Note that, as will be discussed further in Section 4.1 below, due to the volume of submissions it receives, ChEBI already uses some automation strategies to pre-classify content prior to full manual curation. However, the released ontology contains a mix of manually curated and partially automated content, which is then included in our training data. While it would be better to work with a completely manually checked sub-set of ChEBI, the way that the ontology is built precludes obtaining a fully connected ontology graph from a manually checked sub-set.
Chebifier 1.0 was based on a model trained on ChEBI854v200. As we will elaborate on subsequently, input from our user study indicated a desire for including more specific classes from ChEBI. In response, we created the ChEBI1332v200 dataset, which includes all classes in ChEBI (release 200) that have a minimum of 50 SMILES-annotated subclasses. The reduction in the size of members required allowed the dataset to expand to a wider range of classes, resulting in 1332 class labels that the model is able to predict. Chebifier 1.1 uses a model that is trained on ChEBI1332v200.
Fig. 1 illustrates the difference between ChEBI854v200 and ChEBI1332v200 by comparing the distribution of path lengths within the test set. These paths have been calculated based on the subsumption graph from each direct parent in the dataset, i.e., those that cannot be inferred from any other superclasses. It can be seen that when passing from ChEBI854v200 to ChEBI1332v200, the focus of the dataset shifts towards classes deeper down in the hierarchy. The way paths are counted is illustrated in Fig. 2.
Fig. 1 Distribution of path lengths (log scale) amongst non-redundant superclasses among molecular entities in the test set. |
Preliminary tests indicated that the increased number of labels had a negative impact on the prediction quality for smaller classes. Therefore, we introduced an additional weighting scheme proposed by Cui et al.18 that penalises prediction error based on the number of members in each class C. This weighting mechanism assigns each class C of size |C| an effective number, which is an estimate of the space that a set of |C| possibly overlapping volumes of size 1 would occupy. The intuition behind the metric is that new instances to already large classes have a smaller impact on the overall size than it would have for a smaller class. As proposed by Cui et al. we used the inverse of this effective number as a weighting with β = 0.99:
The datasets ChEBI854v200 and ChEBI1332v200 are both based on version 200 of ChEBI. While ChEBI is continuously updated and newer versions of ChEBI are available (as of November 2023, the newest version is v237), we used version 200 in our experiments reported here in order to be able to compare the results to the previous Chebifier version.

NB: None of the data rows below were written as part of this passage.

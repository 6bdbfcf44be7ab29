//! Catalog loading: fetch, decode and validate.

use crate::catalog::{Catalog, CatalogSource, Product};
use crate::error::CatalogError;
use serde_json::Value;

/// Load the catalog from `source`.
///
/// Every failure is fatal; a partially decoded catalog is never returned.
#[tracing::instrument(skip(source), fields(source = %source.describe()), err)]
pub async fn load_catalog(source: &dyn CatalogSource) -> Result<Catalog, CatalogError> {
    let payload = source.fetch().await?;
    if !payload.is_success() {
        return Err(CatalogError::HttpStatus {
            status: payload.status,
        });
    }

    let catalog = parse_catalog(&payload.body)?;
    tracing::info!(products = catalog.len(), "catalog loaded");
    Ok(catalog)
}

/// Decode and validate a catalog body.
pub fn parse_catalog(body: &[u8]) -> Result<Catalog, CatalogError> {
    let value: Value =
        serde_json::from_slice(body).map_err(|e| CatalogError::Malformed(e.to_string()))?;

    let elements = match value {
        Value::Array(elements) => elements,
        other => {
            return Err(CatalogError::NotAnArray {
                found: json_kind(&other),
            })
        }
    };

    let products = elements
        .into_iter()
        .enumerate()
        .map(|(index, element)| {
            serde_json::from_value::<Product>(element).map_err(|e| CatalogError::InvalidProduct {
                index,
                reason: e.to_string(),
            })
        })
        .collect::<Result<Vec<_>, _>>()?;

    Catalog::new(products)
}

fn json_kind(value: &Value) -> &'static str {
    match value {
        Value::Null => "null",
        Value::Bool(_) => "boolean",
        Value::Number(_) => "number",
        Value::String(_) => "string",
        Value::Array(_) => "array",
        Value::Object(_) => "object",
    }
}

#[cfg(test)]
mod tests {
    use super::*;
    use crate::catalog::{FileCatalogSource, StaticCatalogSource};
    use crate::ids::ProductId;
    use crate::money::Money;
    use std::io::Write;

    const PRODUCTS: &str = r#"[
        {"id": 1, "name": "Phone", "price": 699.99, "category": "Electronics", "subCategory": "Smartphone"},
        {"id": 2, "name": "Jeans", "price": 49.5, "category": "Clothes", "brand": "Levi's"}
    ]"#;

    #[test]
    fn test_parse_catalog() {
        let catalog = parse_catalog(PRODUCTS.as_bytes()).unwrap();
        assert_eq!(catalog.len(), 2);
        assert_eq!(
            catalog.get(&ProductId::new("2")).unwrap().price,
            Money::from_cents(4950)
        );
    }

    #[test]
    fn test_empty_array_is_an_empty_catalog() {
        assert!(parse_catalog(b"[]").unwrap().is_empty());
    }

    #[test]
    fn test_malformed_json() {
        let err = parse_catalog(b"[{\"id\": 1,").unwrap_err();
        assert!(matches!(err, CatalogError::Malformed(_)));
    }

    #[test]
    fn test_not_an_array() {
        let err = parse_catalog(br#"{"products": []}"#).unwrap_err();
        assert_eq!(err, CatalogError::NotAnArray { found: "object" });
        assert!(err.to_string().starts_with("Invalid product format"));
    }

    #[test]
    fn test_invalid_element_is_fatal() {
        let err = parse_catalog(br#"[{"id": 1, "name": "ok", "price": 1}, {"id": 2}]"#)
            .unwrap_err();
        assert!(matches!(err, CatalogError::InvalidProduct { index: 1, .. }));
    }

    #[test]
    fn test_duplicate_ids_are_fatal() {
        let err = parse_catalog(
            br#"[{"id": 1, "name": "a", "price": 1}, {"id": "1", "name": "b", "price": 2}]"#,
        )
        .unwrap_err();
        assert_eq!(err, CatalogError::DuplicateProductId("1".to_string()));
    }

    #[tokio::test]
    async fn test_load_from_file() {
        let mut file = tempfile::NamedTempFile::new().unwrap();
        file.write_all(PRODUCTS.as_bytes()).unwrap();

        let catalog = load_catalog(&FileCatalogSource::new(file.path()))
            .await
            .unwrap();
        assert_eq!(catalog.categories(), vec!["Electronics", "Clothes"]);
    }

    #[tokio::test]
    async fn test_non_success_status() {
        let source = StaticCatalogSource::with_status(404, "Not Found");
        let err = load_catalog(&source).await.unwrap_err();
        assert_eq!(err, CatalogError::HttpStatus { status: 404 });
    }

    #[tokio::test]
    async fn test_static_source() {
        let catalog = load_catalog(&StaticCatalogSource::new(PRODUCTS))
            .await
            .unwrap();
        assert_eq!(catalog.len(), 2);
    }
}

Chebifier can be automatically updated for new ChEBI versions, and the objective of our work is to keep the model up to date with the latest version of the database regularly in the future. The fine-tuning of a single model takes less than 15 hours on two NVIDIA TITAN X's. Considering ChEBI's monthly update schedule, it is thus possible to implement an automated update mechanism that pulls a new version of the ontology and updates the model automatically. However, automated quality assurance would be necessary to guarantee future high-quality predictions.
In order to evaluate the effect of changing versions, we use ChEBI709v148, i.e., a dataset comparable to ChEBI854v200 derived from ChEBI-version 148, approximately 4 years before version 200. In order to get comparable results, we have first split the ChEBI854v200 dataset into a training, validation and test set (see Section 2.2). Then we have created ChEBI709v148, encompassing the 709 classes in ChEBI version 148 that have at least 100 subclasses with annotated SMILES strings. Importantly, we have not done an independent random split into training, validation and test sets for ChEBI709v148. Instead, we used the test set from ChEBI854v200 and reduced the labels to those that were represented in ChEBI version 148. This means that the SMILES-annotated classes in the ChEBI854v200 test set are excluded from the ChEBI709v148 training and validation sets. Therefore, we are able to train models on training and validation sets from both ChEBI versions separately but evaluate them on the same test set. Some subsumption relations were removed from ChEBI between version 148 and version 200. This caused a total of eight classes in our dataset to drop below the member threshold for label selection. Therefore, only 701 of 709 classes in ChEBI709v148 are also part of ChEBI854v200.
Since the reason for training a model on ChEBI1332v200 was to achieve more specific classifications, we also evaluate it by comparing the specificity of its predictions compared to ChEBI854v200. It is not straightforward to define specificity of a prediction, as there are different ways that specificity can be defined. For our evaluation we consider several different approaches: (1) we compare path lengths between predicted parents and directly asserted parents, (2) we compare path lengths between predicted parents and the ontology root class, and (3) to directly compare the two versions of the model, we determine for each prediction by the ChEBI854v200 model on our test set, whether the ChEBI1332v200 model predicts a more specific class, the same class, or a less specific class.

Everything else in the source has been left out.